Davies has her other strength in dialogue and general character interaction.  The romances sizzle.  The characters speak in a way that is unique, humorous, and modern.  This is a novel that thrives on the characters being interesting and an investment to the reading experience.  The problem is that the book never quite gets the right balance between the characters and the parallel of the actual plot.  Davies starts out strong, but the plot's first half is mainly a host of unexpected issues that steadily lead up to the acknowledgement of Skye's abilities and her formulation of who Devin and Asher really are.  This problem happens with a lot of YA series now, but Davies kept me from being bored because of the surprising emotional investment involved in learning who the characters were.  The main issue was that the plot really didn't pick up until the end of the novel, when problems started occurring and Skye realized that she was getting into a lot more than she planned for.  Davies wrote the mythos well enough - at times I felt like it was hard to truly grasp all of the more complicated interactions between the chaos/order sides, but Davies managed to make the philosophical and emotional differences between the two factions clear, sensible, and worthy of further thought from the reader.  The reader doesn't pick a love triangle side right away because of how hard Davies makes it to find a good guy and a bad guy, and in that regard Davies showed excellent construction in  her writing.

There wasn't a lot I didn't enjoy about A Beautiful Dark.  The pacing got slow, but the characters, their relationships, and the mythology were all more than interesting.  Davies wrote a great story that unfortunately ended in a massive cliffhanger (which admittedly annoyed me), and it became a story that stayed in my head as a good one - a test that some reads don't overcome.  My only real qualm is that it uses a lot of tropes in ways that aren't so much innovative as enhanced by Davies and her authorial voice.  This means that, unfortunately, the book won't appeal much to readers who don't enjoy the tropes.  However, if you do - try the book, as you may (like me) find it a book that has quality to its tropes.  I have to say that I'm really excited to see where things go in the second and third book, and that's more than I can say for some series that I've started.

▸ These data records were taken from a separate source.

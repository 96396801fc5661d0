//! Process-wide server status: the status label, the processed-upload counter
//! and a bounded log of recent requests.
//!
//! Shared by every request handler. The label and the log live behind one
//! mutex that is never held across an `.await`; the counter is atomic.

use std::collections::VecDeque;
use std::fmt;
use std::sync::atomic::{AtomicU64, Ordering};
use std::sync::{Mutex, MutexGuard, PoisonError};
use std::time::Instant;

use chrono::{DateTime, Local};
use serde::Serialize;
use uuid::Uuid;

/// Headers whose values never make it into the request log.
const REDACTED_HEADERS: &[&str] = &["authorization", "cookie", "proxy-authorization", "x-api-key"];

#[derive(Debug, Clone, Copy, PartialEq, Eq, Serialize)]
#[serde(rename_all = "lowercase")]
pub enum StatusLabel {
    Active,
    Processing,
    Ready,
    Error,
}

impl StatusLabel {
    pub fn as_str(&self) -> &'static str {
        match self {
            Self::Active => "active",
            Self::Processing => "processing",
            Self::Ready => "ready",
            Self::Error => "error",
        }
    }
}

impl fmt::Display for StatusLabel {
    fn fmt(&self, f: &mut fmt::Formatter<'_>) -> fmt::Result {
        f.write_str(self.as_str())
    }
}

#[derive(Debug, Clone, Serialize)]
pub struct RequestLogEntry {
    pub request_id: Uuid,
    pub received_at: DateTime<Local>,
    pub source: String,
    pub headers: Vec<(String, String)>,
    pub message: String,
}

impl RequestLogEntry {
    pub fn new(
        request_id: Uuid,
        source: impl Into<String>,
        headers: Vec<(String, String)>,
        message: impl Into<String>,
    ) -> Self {
        let headers = headers
            .into_iter()
            .map(|(name, value)| {
                if REDACTED_HEADERS.iter().any(|h| h.eq_ignore_ascii_case(&name)) {
                    (name, "***".to_string())
                } else {
                    (name, value)
                }
            })
            .collect();

        Self {
            request_id,
            received_at: Local::now(),
            source: source.into(),
            headers,
            message: message.into(),
        }
    }

    /// Human-readable lines for the status page.
    pub fn lines(&self) -> Vec<String> {
        let mut lines = Vec::with_capacity(self.headers.len() + 2);
        lines.push(format!(
            "[{}] Unique ID: {}",
            self.received_at.format("%Y-%m-%d:%H:%M:%S"),
            self.request_id
        ));
        lines.extend(
            self.headers
                .iter()
                .map(|(name, value)| format!("{name}: {value}")),
        );
        lines.push(self.message.clone());
        lines
    }
}

/// Point-in-time copy of the status, safe to render or serialize.
#[derive(Debug, Clone, Serialize)]
pub struct StatusSnapshot {
    pub status: StatusLabel,
    pub uptime_secs: f64,
    pub processed_count: u64,
    pub started_at: DateTime<Local>,
    /// Newest first.
    pub recent_requests: Vec<RequestLogEntry>,
}

struct StatusInner {
    label: StatusLabel,
    log: VecDeque<RequestLogEntry>,
}

pub struct ServerStatus {
    inner: Mutex<StatusInner>,
    processed: AtomicU64,
    started_at: DateTime<Local>,
    started: Instant,
    log_capacity: usize,
}

impl ServerStatus {
    pub fn new(log_capacity: usize) -> Self {
        Self {
            inner: Mutex::new(StatusInner {
                label: StatusLabel::Active,
                log: VecDeque::with_capacity(log_capacity.min(1024)),
            }),
            processed: AtomicU64::new(0),
            started_at: Local::now(),
            started: Instant::now(),
            log_capacity,
        }
    }

    // A panic while holding the lock cannot leave the label or the log in a
    // torn state, so a poisoned lock is still usable.
    fn lock(&self) -> MutexGuard<'_, StatusInner> {
        self.inner.lock().unwrap_or_else(PoisonError::into_inner)
    }

    pub fn label(&self) -> StatusLabel {
        self.lock().label
    }

    pub fn set(&self, label: StatusLabel) {
        self.lock().label = label;
    }

    pub fn begin_processing(&self) {
        self.set(StatusLabel::Processing);
    }

    pub fn fail(&self) {
        self.set(StatusLabel::Error);
    }

    /// Count one successful upload and return to `ready`.
    pub fn complete(&self) -> u64 {
        let mut inner = self.lock();
        let count = self.processed.fetch_add(1, Ordering::SeqCst) + 1;
        inner.label = StatusLabel::Ready;
        count
    }

    pub fn processed_count(&self) -> u64 {
        self.processed.load(Ordering::SeqCst)
    }

    pub fn record_request(&self, entry: RequestLogEntry) {
        if self.log_capacity == 0 {
            return;
        }
        let mut inner = self.lock();
        while inner.log.len() >= self.log_capacity {
            inner.log.pop_front();
        }
        inner.log.push_back(entry);
    }

    pub fn uptime_secs(&self) -> f64 {
        (self.started.elapsed().as_secs_f64() * 100.0).round() / 100.0
    }

    pub fn snapshot(&self) -> StatusSnapshot {
        let inner = self.lock();
        StatusSnapshot {
            status: inner.label,
            uptime_secs: self.uptime_secs(),
            processed_count: self.processed_count(),
            started_at: self.started_at,
            recent_requests: inner.log.iter().rev().cloned().collect(),
        }
    }
}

Cover:  The girl/pose/ect. is awkward and looks extremely uncomfortable.  The more I look at it, the less elegant it seems.  I do find the way the title font is used to be interesting - if a little off-putting because of the lack of consistency.  However, it ties into the book's themes and the love triangle, and in that regard I find it to be pretty cool.

Rating:  4.0  Stars

Copy:  Received from publicist/publisher for review  (Thank you, Heather and Harper Collins!)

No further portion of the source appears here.